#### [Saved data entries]
• • • •

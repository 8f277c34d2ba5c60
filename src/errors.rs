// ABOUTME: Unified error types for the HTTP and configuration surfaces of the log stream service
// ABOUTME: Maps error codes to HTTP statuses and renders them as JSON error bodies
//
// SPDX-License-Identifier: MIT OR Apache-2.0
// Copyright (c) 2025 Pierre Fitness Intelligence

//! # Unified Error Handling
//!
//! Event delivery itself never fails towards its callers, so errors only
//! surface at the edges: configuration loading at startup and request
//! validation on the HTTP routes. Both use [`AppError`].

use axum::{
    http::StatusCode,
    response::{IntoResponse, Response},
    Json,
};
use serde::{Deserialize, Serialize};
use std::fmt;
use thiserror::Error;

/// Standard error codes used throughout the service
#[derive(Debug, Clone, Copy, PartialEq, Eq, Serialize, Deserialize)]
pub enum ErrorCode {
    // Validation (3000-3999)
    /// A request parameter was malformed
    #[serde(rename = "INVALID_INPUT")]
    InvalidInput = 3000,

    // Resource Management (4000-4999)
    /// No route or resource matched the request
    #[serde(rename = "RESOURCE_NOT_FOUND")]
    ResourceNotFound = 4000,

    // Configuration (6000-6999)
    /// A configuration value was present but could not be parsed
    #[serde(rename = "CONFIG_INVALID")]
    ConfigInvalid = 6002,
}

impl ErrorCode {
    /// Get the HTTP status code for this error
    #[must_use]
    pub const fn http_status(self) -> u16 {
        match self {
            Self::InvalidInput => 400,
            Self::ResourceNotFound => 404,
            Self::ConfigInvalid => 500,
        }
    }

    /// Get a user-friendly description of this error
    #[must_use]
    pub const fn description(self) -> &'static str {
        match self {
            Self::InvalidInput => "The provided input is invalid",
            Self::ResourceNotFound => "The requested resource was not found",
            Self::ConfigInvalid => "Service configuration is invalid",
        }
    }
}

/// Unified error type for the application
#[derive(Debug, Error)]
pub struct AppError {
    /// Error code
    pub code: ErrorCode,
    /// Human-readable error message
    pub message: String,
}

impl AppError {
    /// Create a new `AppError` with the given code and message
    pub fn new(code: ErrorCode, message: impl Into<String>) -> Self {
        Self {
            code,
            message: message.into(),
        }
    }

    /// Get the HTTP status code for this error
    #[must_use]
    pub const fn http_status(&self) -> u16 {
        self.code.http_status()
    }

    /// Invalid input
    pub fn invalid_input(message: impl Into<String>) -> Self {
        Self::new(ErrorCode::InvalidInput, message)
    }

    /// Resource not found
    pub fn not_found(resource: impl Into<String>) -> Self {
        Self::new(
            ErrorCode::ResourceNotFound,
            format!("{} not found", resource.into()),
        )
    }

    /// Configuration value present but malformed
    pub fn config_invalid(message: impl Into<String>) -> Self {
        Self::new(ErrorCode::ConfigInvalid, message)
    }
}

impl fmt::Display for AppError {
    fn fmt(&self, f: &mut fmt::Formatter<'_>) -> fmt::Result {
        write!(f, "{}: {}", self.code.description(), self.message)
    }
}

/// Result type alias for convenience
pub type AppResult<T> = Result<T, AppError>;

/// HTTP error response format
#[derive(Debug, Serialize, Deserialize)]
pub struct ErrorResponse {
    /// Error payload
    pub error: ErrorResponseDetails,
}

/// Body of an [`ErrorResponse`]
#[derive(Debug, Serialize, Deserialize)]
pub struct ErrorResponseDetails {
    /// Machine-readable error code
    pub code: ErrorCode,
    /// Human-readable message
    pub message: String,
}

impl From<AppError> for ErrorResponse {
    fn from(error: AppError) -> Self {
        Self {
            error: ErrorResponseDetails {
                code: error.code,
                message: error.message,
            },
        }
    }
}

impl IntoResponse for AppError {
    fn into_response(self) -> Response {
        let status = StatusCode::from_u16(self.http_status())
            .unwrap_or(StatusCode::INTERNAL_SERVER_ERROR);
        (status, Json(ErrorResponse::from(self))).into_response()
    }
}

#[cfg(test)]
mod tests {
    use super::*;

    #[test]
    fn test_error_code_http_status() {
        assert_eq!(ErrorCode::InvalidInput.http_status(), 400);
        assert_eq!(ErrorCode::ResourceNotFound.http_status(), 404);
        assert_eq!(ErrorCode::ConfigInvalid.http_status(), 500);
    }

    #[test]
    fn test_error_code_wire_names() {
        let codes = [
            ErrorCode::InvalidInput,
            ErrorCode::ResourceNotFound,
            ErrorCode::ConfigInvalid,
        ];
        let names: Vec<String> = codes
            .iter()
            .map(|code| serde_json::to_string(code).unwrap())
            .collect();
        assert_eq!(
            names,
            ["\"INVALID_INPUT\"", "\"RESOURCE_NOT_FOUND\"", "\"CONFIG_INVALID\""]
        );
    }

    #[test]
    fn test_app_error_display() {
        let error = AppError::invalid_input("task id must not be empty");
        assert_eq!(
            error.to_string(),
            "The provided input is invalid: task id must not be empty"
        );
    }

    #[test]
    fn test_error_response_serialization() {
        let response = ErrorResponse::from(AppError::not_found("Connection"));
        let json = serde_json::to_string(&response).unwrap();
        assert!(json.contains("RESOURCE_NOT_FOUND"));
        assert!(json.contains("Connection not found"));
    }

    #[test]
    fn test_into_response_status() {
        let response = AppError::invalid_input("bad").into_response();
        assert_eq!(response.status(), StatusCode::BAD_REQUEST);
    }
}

• • • •

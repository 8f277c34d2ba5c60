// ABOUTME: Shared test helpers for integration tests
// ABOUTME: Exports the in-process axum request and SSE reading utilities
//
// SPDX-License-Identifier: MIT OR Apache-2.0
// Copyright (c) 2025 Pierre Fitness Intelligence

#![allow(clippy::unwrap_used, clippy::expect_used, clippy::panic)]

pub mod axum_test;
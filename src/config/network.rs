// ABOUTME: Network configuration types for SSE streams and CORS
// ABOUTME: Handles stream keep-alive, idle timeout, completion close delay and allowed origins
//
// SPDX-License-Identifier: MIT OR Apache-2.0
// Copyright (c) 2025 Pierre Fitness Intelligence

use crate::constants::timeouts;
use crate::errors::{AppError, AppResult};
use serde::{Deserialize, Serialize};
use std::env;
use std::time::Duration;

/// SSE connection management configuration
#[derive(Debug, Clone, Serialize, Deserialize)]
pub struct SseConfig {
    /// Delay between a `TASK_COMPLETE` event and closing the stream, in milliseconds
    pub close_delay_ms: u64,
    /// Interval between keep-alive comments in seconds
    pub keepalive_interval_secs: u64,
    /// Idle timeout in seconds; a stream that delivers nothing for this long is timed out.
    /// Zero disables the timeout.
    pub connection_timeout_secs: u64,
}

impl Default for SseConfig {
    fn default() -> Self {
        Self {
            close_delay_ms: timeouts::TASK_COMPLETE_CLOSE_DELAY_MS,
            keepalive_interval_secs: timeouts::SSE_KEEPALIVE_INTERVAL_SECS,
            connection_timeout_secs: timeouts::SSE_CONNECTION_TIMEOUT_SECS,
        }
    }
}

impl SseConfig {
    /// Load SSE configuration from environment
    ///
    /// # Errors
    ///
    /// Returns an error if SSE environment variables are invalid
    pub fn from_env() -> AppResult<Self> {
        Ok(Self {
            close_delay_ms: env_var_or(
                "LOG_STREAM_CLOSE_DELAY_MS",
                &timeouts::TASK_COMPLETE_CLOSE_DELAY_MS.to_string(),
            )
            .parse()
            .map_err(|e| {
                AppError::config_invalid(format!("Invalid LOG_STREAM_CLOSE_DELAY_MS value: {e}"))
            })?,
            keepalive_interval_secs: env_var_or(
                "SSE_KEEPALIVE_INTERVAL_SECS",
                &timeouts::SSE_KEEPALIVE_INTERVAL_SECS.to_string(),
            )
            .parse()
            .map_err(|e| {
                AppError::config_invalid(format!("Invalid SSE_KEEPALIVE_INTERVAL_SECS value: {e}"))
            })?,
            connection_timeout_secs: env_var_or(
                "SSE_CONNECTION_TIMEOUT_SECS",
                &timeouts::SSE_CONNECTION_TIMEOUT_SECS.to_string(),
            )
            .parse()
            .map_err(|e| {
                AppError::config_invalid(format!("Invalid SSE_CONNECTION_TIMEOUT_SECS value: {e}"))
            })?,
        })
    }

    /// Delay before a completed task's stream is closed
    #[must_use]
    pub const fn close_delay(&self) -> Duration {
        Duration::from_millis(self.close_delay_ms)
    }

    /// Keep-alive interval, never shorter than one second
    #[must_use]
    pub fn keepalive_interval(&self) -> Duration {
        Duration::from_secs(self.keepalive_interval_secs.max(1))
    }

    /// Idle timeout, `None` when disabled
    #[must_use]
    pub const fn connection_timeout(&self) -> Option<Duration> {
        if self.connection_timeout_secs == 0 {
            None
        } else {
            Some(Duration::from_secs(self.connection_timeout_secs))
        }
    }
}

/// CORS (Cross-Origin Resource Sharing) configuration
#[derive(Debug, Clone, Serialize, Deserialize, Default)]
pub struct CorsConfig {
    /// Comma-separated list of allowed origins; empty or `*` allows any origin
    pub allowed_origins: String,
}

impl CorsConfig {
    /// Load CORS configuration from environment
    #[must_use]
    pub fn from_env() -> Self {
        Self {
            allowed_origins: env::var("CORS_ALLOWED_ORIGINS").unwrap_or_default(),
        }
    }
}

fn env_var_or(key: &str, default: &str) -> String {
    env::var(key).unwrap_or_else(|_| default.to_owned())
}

• • • •

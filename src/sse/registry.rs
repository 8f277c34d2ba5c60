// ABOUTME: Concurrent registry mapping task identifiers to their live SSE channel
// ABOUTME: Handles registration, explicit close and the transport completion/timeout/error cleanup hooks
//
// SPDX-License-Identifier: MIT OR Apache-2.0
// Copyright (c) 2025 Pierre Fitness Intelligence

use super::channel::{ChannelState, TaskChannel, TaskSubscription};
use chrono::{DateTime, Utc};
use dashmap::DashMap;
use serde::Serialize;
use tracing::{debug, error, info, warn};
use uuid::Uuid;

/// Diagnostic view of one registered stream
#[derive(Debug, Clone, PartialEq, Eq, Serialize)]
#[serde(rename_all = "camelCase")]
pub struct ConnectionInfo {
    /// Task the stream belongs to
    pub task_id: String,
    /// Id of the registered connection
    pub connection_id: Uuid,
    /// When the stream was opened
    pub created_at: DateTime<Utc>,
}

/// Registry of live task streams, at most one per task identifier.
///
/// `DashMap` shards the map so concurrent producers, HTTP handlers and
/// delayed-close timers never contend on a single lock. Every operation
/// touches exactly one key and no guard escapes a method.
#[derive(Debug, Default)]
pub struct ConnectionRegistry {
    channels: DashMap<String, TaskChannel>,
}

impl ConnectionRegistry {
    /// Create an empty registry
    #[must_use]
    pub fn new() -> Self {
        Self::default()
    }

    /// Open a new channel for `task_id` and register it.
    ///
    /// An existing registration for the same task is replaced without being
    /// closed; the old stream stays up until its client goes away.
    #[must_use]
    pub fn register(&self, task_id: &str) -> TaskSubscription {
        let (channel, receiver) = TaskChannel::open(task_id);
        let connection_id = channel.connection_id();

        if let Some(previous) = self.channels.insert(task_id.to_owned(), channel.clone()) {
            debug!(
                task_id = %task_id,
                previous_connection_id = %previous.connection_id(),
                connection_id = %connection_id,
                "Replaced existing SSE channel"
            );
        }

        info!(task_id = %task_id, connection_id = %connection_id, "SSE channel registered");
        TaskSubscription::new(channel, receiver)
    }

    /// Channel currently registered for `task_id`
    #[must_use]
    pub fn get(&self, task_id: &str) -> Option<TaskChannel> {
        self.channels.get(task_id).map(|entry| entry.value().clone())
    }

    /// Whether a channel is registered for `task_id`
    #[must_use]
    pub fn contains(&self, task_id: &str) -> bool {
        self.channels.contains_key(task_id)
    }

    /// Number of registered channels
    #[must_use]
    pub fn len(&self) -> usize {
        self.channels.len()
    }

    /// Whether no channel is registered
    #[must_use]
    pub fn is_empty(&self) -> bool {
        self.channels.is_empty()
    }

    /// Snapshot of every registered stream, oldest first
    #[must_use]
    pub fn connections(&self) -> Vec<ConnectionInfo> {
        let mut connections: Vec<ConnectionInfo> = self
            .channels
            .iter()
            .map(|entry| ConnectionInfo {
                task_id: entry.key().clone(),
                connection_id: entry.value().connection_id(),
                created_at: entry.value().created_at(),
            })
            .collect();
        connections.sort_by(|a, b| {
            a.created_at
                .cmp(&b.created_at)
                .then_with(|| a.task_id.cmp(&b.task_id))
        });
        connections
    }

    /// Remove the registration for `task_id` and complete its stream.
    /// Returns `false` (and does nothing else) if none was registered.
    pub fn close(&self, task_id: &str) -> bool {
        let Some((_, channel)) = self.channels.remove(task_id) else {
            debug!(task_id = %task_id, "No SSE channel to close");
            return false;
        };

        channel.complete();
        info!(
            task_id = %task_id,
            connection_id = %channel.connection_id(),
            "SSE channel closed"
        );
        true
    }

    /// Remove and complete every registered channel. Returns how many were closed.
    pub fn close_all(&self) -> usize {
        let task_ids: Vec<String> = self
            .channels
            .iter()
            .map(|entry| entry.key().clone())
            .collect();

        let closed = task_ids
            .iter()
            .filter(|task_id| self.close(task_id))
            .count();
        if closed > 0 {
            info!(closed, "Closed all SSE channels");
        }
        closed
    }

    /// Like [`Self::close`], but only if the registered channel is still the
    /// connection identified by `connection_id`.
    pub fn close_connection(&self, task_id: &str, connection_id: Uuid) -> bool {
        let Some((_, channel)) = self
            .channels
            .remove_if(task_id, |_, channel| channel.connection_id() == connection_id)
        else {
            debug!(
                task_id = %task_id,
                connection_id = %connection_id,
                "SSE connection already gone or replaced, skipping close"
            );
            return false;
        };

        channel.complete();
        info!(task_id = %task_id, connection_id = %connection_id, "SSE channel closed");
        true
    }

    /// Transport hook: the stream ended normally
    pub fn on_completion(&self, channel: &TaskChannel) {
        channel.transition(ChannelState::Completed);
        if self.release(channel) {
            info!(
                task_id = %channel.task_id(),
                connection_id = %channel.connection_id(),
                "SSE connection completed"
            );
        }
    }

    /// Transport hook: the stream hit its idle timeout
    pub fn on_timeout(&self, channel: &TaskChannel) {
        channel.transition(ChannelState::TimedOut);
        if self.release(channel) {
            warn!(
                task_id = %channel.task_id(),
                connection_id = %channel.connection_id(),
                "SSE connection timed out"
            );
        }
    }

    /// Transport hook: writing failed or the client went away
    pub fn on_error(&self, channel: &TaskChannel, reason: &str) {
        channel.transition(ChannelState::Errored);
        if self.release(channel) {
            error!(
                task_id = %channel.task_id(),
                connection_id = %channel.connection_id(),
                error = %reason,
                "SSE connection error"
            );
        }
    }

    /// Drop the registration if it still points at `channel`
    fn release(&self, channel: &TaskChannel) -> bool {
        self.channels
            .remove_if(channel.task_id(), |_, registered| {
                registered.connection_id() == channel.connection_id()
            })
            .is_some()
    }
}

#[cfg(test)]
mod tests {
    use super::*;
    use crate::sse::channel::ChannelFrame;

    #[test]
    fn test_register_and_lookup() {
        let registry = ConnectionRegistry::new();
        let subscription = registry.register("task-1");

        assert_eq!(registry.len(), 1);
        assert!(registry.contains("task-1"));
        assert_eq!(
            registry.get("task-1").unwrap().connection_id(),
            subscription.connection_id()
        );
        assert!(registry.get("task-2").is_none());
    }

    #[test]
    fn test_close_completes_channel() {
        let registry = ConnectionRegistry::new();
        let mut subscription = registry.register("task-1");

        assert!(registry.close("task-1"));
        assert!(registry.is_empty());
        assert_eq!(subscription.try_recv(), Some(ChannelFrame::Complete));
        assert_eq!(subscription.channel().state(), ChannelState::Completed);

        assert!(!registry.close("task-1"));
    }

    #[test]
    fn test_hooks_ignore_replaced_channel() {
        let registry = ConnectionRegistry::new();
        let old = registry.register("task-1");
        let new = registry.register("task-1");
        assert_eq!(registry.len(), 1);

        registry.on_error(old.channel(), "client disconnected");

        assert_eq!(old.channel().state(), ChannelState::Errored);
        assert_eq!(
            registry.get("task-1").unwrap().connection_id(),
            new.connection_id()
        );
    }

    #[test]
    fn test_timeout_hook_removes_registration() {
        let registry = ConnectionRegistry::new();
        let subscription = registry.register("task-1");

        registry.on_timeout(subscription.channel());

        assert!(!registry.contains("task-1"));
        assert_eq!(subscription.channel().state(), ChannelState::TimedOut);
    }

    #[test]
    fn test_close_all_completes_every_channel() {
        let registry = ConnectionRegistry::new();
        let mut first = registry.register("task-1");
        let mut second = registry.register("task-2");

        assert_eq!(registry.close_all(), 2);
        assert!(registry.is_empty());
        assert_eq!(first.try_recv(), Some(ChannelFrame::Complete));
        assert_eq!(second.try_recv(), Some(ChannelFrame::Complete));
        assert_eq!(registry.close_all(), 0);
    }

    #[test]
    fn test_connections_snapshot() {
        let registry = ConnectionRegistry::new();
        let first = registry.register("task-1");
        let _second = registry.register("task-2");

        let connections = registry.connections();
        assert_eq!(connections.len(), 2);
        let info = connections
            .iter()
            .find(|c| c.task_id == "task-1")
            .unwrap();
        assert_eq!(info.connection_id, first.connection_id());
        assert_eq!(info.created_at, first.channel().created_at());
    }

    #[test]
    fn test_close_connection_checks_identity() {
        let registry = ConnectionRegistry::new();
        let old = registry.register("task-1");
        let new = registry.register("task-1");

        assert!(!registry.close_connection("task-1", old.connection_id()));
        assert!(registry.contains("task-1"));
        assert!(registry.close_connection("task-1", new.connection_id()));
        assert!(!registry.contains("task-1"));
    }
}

• • • •

Return all lines above that mention the word "between".

#### [Task answer]
    /// Delay between a `TASK_COMPLETE` event and closing the stream, in milliseconds
    /// Interval between keep-alive comments in seconds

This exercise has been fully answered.